# TRYING TO TRACE JANCOL HORSES



## riversideeu (30 December 2012)

I bred 5 foals out of my mare Femke by Medoc, all BWBS registered. I know where 3 of them are but have lost track of Jancol Madog who was sold as a foal to a Jane Wardley now Southworth I think who lived Liverpool direction. He is bay and would probably be around 17hh and now 6 rising 7.
The second is Jancol Miss Molly sold to Reg Whiting in Norwich also as a foal. She will be around 16.2hh plus and is 7 rising 8. Reg had her for a few years then sold her but will or can not tell me who to. I think there were some issues. I would love to hear anything about either good or bad. Thanks Janet.


----------



## BellaBoyzie92 (10 June 2013)

Hi, I have also tried to track down Molly and believe her to be in ownership/ridden by a Miss Victoria Carr in dressage. Found some results for them from April this year but haven't found anything else as of yet.
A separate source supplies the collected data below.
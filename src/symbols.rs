//! Symbol storage with address and name lookups.

use crate::IndexT;
use std::collections::HashMap;

/// A named address range inside an executable. Addresses are section-relative; the image base is
/// applied by the callers that work with absolute operand values.
#[derive(Debug, Clone, Default, PartialEq, Eq)]
pub struct ExeSymbol {
    /// Symbol name. An empty name means "no symbol".
    pub name: String,
    pub address: u64,
    pub size: u64,
}

impl ExeSymbol {
    pub fn new(name: impl Into<String>, address: u64, size: u64) -> Self {
        Self {
            name: name.into(),
            address,
            size,
        }
    }

    /// Returns `true` if given address is in the symbol range.
    pub fn contains(&self, address: u64) -> bool {
        address >= self.address && address < self.address + self.size
    }
}

/// Symbol table with a unique address index and a non-unique name index.
///
/// There is exactly one symbol per address. Names are not unique; the name index is a multimap
/// and name lookups only succeed when a single symbol bears the requested name.
#[derive(Debug, Clone, Default)]
pub struct SymbolMap {
    symbols: Vec<ExeSymbol>,
    address_to_index: HashMap<u64, IndexT>,
    name_to_indices: HashMap<String, Vec<IndexT>>,
}

impl SymbolMap {
    pub fn new() -> Self {
        Self::default()
    }

    pub fn len(&self) -> usize {
        self.symbols.len()
    }

    pub fn is_empty(&self) -> bool {
        self.symbols.is_empty()
    }

    pub fn symbols(&self) -> &[ExeSymbol] {
        &self.symbols
    }

    /// Adds a symbol if not already present at its address.
    ///
    /// Symbols with an empty name or a zero address are ignored. On an address collision the
    /// first inserted symbol wins unless `overwrite` is set.
    pub fn insert(&mut self, symbol: ExeSymbol, overwrite: bool) {
        if symbol.address == 0 || symbol.name.is_empty() {
            return;
        }

        match self.address_to_index.get(&symbol.address).copied() {
            None => {
                let index = self.symbols.len() as IndexT;
                self.address_to_index.insert(symbol.address, index);
                self.name_to_indices
                    .entry(symbol.name.clone())
                    .or_default()
                    .push(index);
                self.symbols.push(symbol);
            }
            Some(index) => {
                if overwrite {
                    let old = std::mem::replace(&mut self.symbols[index as usize], symbol);
                    let new_name = self.symbols[index as usize].name.clone();
                    if old.name != new_name {
                        if let Some(indices) = self.name_to_indices.get_mut(&old.name) {
                            indices.retain(|&i| i != index);
                        }
                        self.name_to_indices.entry(new_name).or_default().push(index);
                    }
                }
            }
        }
    }

    pub fn extend(&mut self, symbols: impl IntoIterator<Item = ExeSymbol>, overwrite: bool) {
        for symbol in symbols {
            self.insert(symbol, overwrite);
        }
    }

    /// Exact address lookup.
    pub fn get(&self, address: u64) -> Option<&ExeSymbol> {
        self.address_to_index
            .get(&address)
            .map(|&index| &self.symbols[index as usize])
    }

    /// Name lookup. Returns Some only when exactly one symbol bears that name.
    pub fn get_by_name(&self, name: &str) -> Option<&ExeSymbol> {
        match self.name_to_indices.get(name)?.as_slice() {
            [index] => Some(&self.symbols[*index as usize]),
            _ => None,
        }
    }
}

#[cfg(test)]
mod tests {
    use super::*;

    #[test]
    fn test_insert_and_get() {
        let mut map = SymbolMap::new();
        map.insert(ExeSymbol::new("main", 0x1000, 0x20), false);
        map.insert(ExeSymbol::new("helper", 0x1020, 0x10), false);

        assert_eq!(map.len(), 2);
        assert_eq!(map.get(0x1000).unwrap().name, "main");
        assert_eq!(map.get(0x1020).unwrap().size, 0x10);
        assert!(map.get(0x1001).is_none());
    }

    #[test]
    fn test_skips_unusable_symbols() {
        let mut map = SymbolMap::new();
        map.insert(ExeSymbol::new("", 0x1000, 0), false);
        map.insert(ExeSymbol::new("at_zero", 0, 0), false);
        assert!(map.is_empty());
    }

    #[test]
    fn test_collision_keeps_first_unless_overwritten() {
        let mut map = SymbolMap::new();
        map.insert(ExeSymbol::new("first", 0x1000, 4), false);
        map.insert(ExeSymbol::new("second", 0x1000, 8), false);
        assert_eq!(map.get(0x1000).unwrap().name, "first");

        map.insert(ExeSymbol::new("second", 0x1000, 8), true);
        assert_eq!(map.get(0x1000).unwrap().name, "second");
        assert_eq!(map.get(0x1000).unwrap().size, 8);
        assert_eq!(map.len(), 1);
    }

    #[test]
    fn test_name_lookup_requires_unique_name() {
        let mut map = SymbolMap::new();
        map.insert(ExeSymbol::new("dup", 0x1000, 4), false);
        map.insert(ExeSymbol::new("dup", 0x2000, 4), false);
        map.insert(ExeSymbol::new("unique", 0x3000, 4), false);

        assert!(map.get_by_name("dup").is_none());
        assert_eq!(map.get_by_name("unique").unwrap().address, 0x3000);
        assert!(map.get_by_name("missing").is_none());
    }

    #[test]
    fn test_overwrite_renames_name_index() {
        let mut map = SymbolMap::new();
        map.insert(ExeSymbol::new("old_name", 0x1000, 4), false);
        map.insert(ExeSymbol::new("new_name", 0x1000, 4), true);

        assert!(map.get_by_name("old_name").is_none());
        assert_eq!(map.get_by_name("new_name").unwrap().address, 0x1000);
    }

    #[test]
    fn test_contains() {
        let symbol = ExeSymbol::new("sym", 0x100, 0x10);
        assert!(symbol.contains(0x100));
        assert!(symbol.contains(0x10f));
        assert!(!symbol.contains(0x110));
        assert!(!symbol.contains(0xff));
    }
}
impl FunctionSymbolResolver {
    fn new(executable: &Executable, pseudo_symbols: Arc<PseudoSymbols>) -> Self {
        Self {
            image_base: executable.image_base(),
            code_begin_from_image_base: executable.code_section_begin_from_image_base(),
            code_end_from_image_base: executable.code_section_end_from_image_base(),
            sections_begin_from_image_base: executable.all_sections_begin_from_image_base(),
            sections_end_from_image_base: executable.all_sections_end_from_image_base(),
            symbols: Arc::clone(executable.symbol_map()),
            pseudo_symbols,
        }
    }

    /// Layered lookup with the image base applied, pseudo symbols first.
    fn get_symbol_from_image_base(&self, address: u64) -> Option<&ExeSymbol> {
        let relative = address.wrapping_sub(self.image_base);
        self.pseudo_symbols
            .get(relative)
            .or_else(|| self.symbols.get(relative))
    }

    fn in_code_section(&self, address: u64) -> bool {
        address >= self.code_begin_from_image_base && address < self.code_end_from_image_base
    }

    fn in_any_section(&self, address: u64) -> bool {
        address >= self.sections_begin_from_image_base && address < self.sections_end_from_image_base
    }

    /// Builds the replacement text for an operand value, or None to fall through to the default
    /// number formatting.
    fn resolve(&self, value: u64, form: OperandForm) -> Option<String> {
        if let Some(symbol) = self.get_symbol_from_image_base(value) {
            return Some(match form {
                OperandForm::Address { short: true } => format!("short \"{}\"", symbol.name),
                _ => format!("\"{}\"", symbol.name),
            });
        }
        if self.in_code_section(value) {
            return Some(format!("\"{PREFIX_SUB}{value:x}\""));
        }
        if self.in_any_section(value) {
            return Some(match form {
                OperandForm::Memory | OperandForm::Pointer => format!("\"{PREFIX_UNK}{value:x}\""),
                _ => format!("\"{PREFIX_OFF}{value:x}\""),
            });
        }
        None
    }
}
//! Per-cache access counters
//!
//! Counters live only in memory; they are not part of the serialized form,
//! so a rehydrated cache starts from zero.

use std::fmt;
use std::sync::atomic::{AtomicU64, Ordering};

/// Lookup and mutation counters for one cache instance
#[derive(Debug, Default)]
pub struct CacheStats {
    hits: AtomicU64,
    misses: AtomicU64,
    inserts: AtomicU64,
    updates: AtomicU64,
    evictions: AtomicU64,
}

impl CacheStats {
    /// Create a zeroed tracker
    pub fn new() -> Self {
        Self::default()
    }

    pub(crate) fn record_hit(&self) {
        self.hits.fetch_add(1, Ordering::Relaxed);
    }

    pub(crate) fn record_miss(&self) {
        self.misses.fetch_add(1, Ordering::Relaxed);
    }

    pub(crate) fn record_insert(&self) {
        self.inserts.fetch_add(1, Ordering::Relaxed);
    }

    pub(crate) fn record_update(&self) {
        self.updates.fetch_add(1, Ordering::Relaxed);
    }

    pub(crate) fn record_eviction(&self) {
        self.evictions.fetch_add(1, Ordering::Relaxed);
    }

    /// Lookups that found an entry
    pub fn hits(&self) -> u64 {
        self.hits.load(Ordering::Relaxed)
    }

    /// Lookups that found nothing
    pub fn misses(&self) -> u64 {
        self.misses.load(Ordering::Relaxed)
    }

    /// Entries created for a new key hash
    pub fn inserts(&self) -> u64 {
        self.inserts.load(Ordering::Relaxed)
    }

    /// Writes that overwrote an existing entry
    pub fn updates(&self) -> u64 {
        self.updates.load(Ordering::Relaxed)
    }

    /// Entries dropped to stay within capacity
    pub fn evictions(&self) -> u64 {
        self.evictions.load(Ordering::Relaxed)
    }

    /// Hit ratio in `0.0..=1.0`, zero before the first lookup
    pub fn hit_ratio(&self) -> f64 {
        let hits = self.hits();
        let total = hits + self.misses();
        if total == 0 {
            0.0
        } else {
            hits as f64 / total as f64
        }
    }
}

impl fmt::Display for CacheStats {
    fn fmt(&self, f: &mut fmt::Formatter<'_>) -> fmt::Result {
        write!(
            f,
            "hits={} misses={} inserts={} updates={} evictions={} hit_ratio={:.2}",
            self.hits(),
            self.misses(),
            self.inserts(),
            self.updates(),
            self.evictions(),
            self.hit_ratio()
        )
    }
}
Would love to hear about her if you found anything  
http://www.britishdressage.co.uk/results/competition_details/44446
http://www.britishdressage.co.uk/results/competition_details/40747
http://www.britishdressage.co.uk/results/competition_details/41398
http://www.britishdressage.co.uk/results/competition_details/41315
http://www.britishdressage.co.uk/results/competition_details/38490
Links to results in reverse chronological order


----------



## suey12 (16 June 2013)

Ooh, will watch this thread with interest, I have just got a Jancol horse but he is not one of the ones you are looking for


----------



## riversideeu (15 July 2013)

Hi
Sorry for the delayed response to this thread. BellaBoyzie92 sadly I do not believe the Miss Molly by Medoc with Deborah Carr is Jancol Miss Molly as I think hers is coloured.
suey12 which Jancol horse do you have I would love to hear how they are doing and could tell you about them if you wanted to know.
Janet.


----------



## suey12 (15 July 2013)

I have Jancol Mendi


----------



## riversideeu (15 July 2013)

How are you doing with him. He was just the most perfect lovely foal and goodness knows what happened to him poor boy.


----------



## suey12 (15 July 2013)

Hi, he is doing great, he has put loads of weight on, I am re backing him to get rid of the demons, he is very loved and will not be moving in again, did you breed him ?


----------